I know I should be talking about the food here, but I was so starstruck I couldn’t stop grinning my way around the little space. The guys were, as I had imagined but never even hoped to find out, super friendly and happy to see us – and everyone else who stopped in – and being very properly and apologetically closed-mouthed about the results of the show (the finale is tomorrow – Sunday, at 9pm). N. chatted them up about beer, encouraging them to carry Ninkasi if it ever appeared on their radars. I couldn’t help but mumble something about how I hoped they would/had/did/whatever-it-is-taped-tv-is-so-confusing win before I gave into the beautiful, sizzling-hot fried riceball they handed me.

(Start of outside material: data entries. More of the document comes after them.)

//! Cognitive assessment and the classifier that builds it

use crate::biomarkers::Biomarkers;
use crate::config::ClassifierConfig;
use crate::metrics::{AggregatedMetrics, MetricAggregator};
use crate::profiles::{profile_similarities, ProfileSimilarity};
use crate::recommendations::{recommendations, INSUFFICIENT_DATA};
use crate::risk::{categorize, risk_score, RiskCategory};
use crate::target_test::{apply_target_test, TargetTestResult};
use ocular::EyeSample;
use serde::{Deserialize, Serialize};
use tracing::{debug, info};

/// Headline metrics shown alongside the assessment
#[derive(Debug, Clone, Copy, Default, PartialEq, Serialize, Deserialize)]
pub struct DetailedMetrics {
    pub saccade_latency_ms: f64,
    pub pursuit_gain: f64,
    pub fixation_stability: f64,
    pub gaze_consistency: f64,
}

impl From<&AggregatedMetrics> for DetailedMetrics {
    fn from(m: &AggregatedMetrics) -> Self {
        Self {
            saccade_latency_ms: m.saccade_latency_ms,
            pursuit_gain: m.pursuit_gain,
            fixation_stability: m.fixation_stability,
            gaze_consistency: m.gaze_stability,
        }
    }
}

/// Risk assessment rebuilt from the full history on every classification
#[derive(Debug, Clone, PartialEq, Serialize, Deserialize)]
pub struct CognitiveAssessment {
    pub risk_category: RiskCategory,
    /// In [0.3, 0.95]
    pub confidence: f64,
    pub biomarkers: Biomarkers,
    pub recommendations: Vec<String>,
    pub detailed_metrics: DetailedMetrics,
    /// Raw one-sided risk score in [0, 1]
    pub risk_score: f64,
    pub similarities: Vec<ProfileSimilarity>,
    /// Aggregated vector; absent without enough history
    pub metrics: Option<AggregatedMetrics>,
    /// History length the assessment was built from
    pub sample_count: usize,
    /// Whether a target-test result raised the category
    pub escalated_by_test: bool,
}

impl CognitiveAssessment {
    /// Fixed low-confidence assessment for short histories
    pub fn insufficient_data(sample_count: usize, config: &ClassifierConfig) -> Self {
        Self {
            risk_category: RiskCategory::Low,
            confidence: config.insufficient_confidence,
            biomarkers: Biomarkers::insufficient(config.insufficient_overall_score),
            recommendations: vec![INSUFFICIENT_DATA.to_string()],
            detailed_metrics: DetailedMetrics::default(),
            risk_score: 0.0,
            similarities: Vec::new(),
            metrics: None,
            sample_count,
            escalated_by_test: false,
        }
    }

    pub fn has_sufficient_data(&self) -> bool {
        self.metrics.is_some()
    }
}

/// Pattern-similarity risk classifier
#[derive(Debug, Clone)]
pub struct RiskClassifier {
    config: ClassifierConfig,
    aggregator: MetricAggregator,
}

impl RiskClassifier {
    pub fn new(config: ClassifierConfig) -> Self {
        info!(min_history = config.min_history, "Creating risk classifier");
        Self {
            aggregator: MetricAggregator::new(config.aggregation.clone()),
            config,
        }
    }

    pub fn config(&self) -> &ClassifierConfig {
        &self.config
    }

    /// Classify a history ordered oldest to newest
    pub fn classify(
        &self,
        history: &[EyeSample],
        target_test: Option<&TargetTestResult>,
    ) -> CognitiveAssessment {
        if history.len() < self.config.min_history {
            debug!(
                samples = history.len(),
                required = self.config.min_history,
                "Not enough history to classify"
            );
            return CognitiveAssessment::insufficient_data(history.len(), &self.config);
        }

        let metrics = self.aggregator.aggregate(history);
        let similarities = profile_similarities(&metrics, &self.config.similarity_weights);
        let score = risk_score(
            &metrics,
            &self.config.risk_weights,
            &self.config.risk_thresholds,
        );
        let (mut category, mut confidence) = categorize(score, &self.config);

        let mut escalated_by_test = false;
        if let Some(test) = target_test {
            let outcome = apply_target_test(category, confidence, test, &self.config);
            category = outcome.category;
            confidence = outcome.confidence;
            escalated_by_test = outcome.escalated;
        }

        let biomarkers = Biomarkers::compute(&metrics, &self.config.biomarkers);
        let recommendations =
            recommendations(category, &biomarkers, self.config.recommendation_cap);

        debug!(
            risk_score = score,
            category = %category,
            confidence,
            "Classified history"
        );

        CognitiveAssessment {
            risk_category: category,
            confidence,
            biomarkers,
            recommendations,
            detailed_metrics: DetailedMetrics::from(&metrics),
            risk_score: score,
            similarities,
            metrics: Some(metrics),
            sample_count: history.len(),
            escalated_by_test,
        }
    }
}

impl Default for RiskClassifier {
    fn default() -> Self {
        Self::new(ClassifierConfig::default())
    }
}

It was delightful. Delicate rice in the middle mixed with cheese, spices, and who knows what else. Crisp breaded crust around the outside, and a slightly spicy sauce squeezed over the top. It reminded me of the kind of sauce you get on certain spicy sushi rolls, and it paired so nicely with the rice. This is an excellent late night snack, and N. and I assured them we would be back again after their official opening next week. I was halfway through my little after-dinner snack before I remember that, despite my unwise choice to venture out on a Los Angeles food adventure without my camera, I do have a smart phone fully capable of capturing an image.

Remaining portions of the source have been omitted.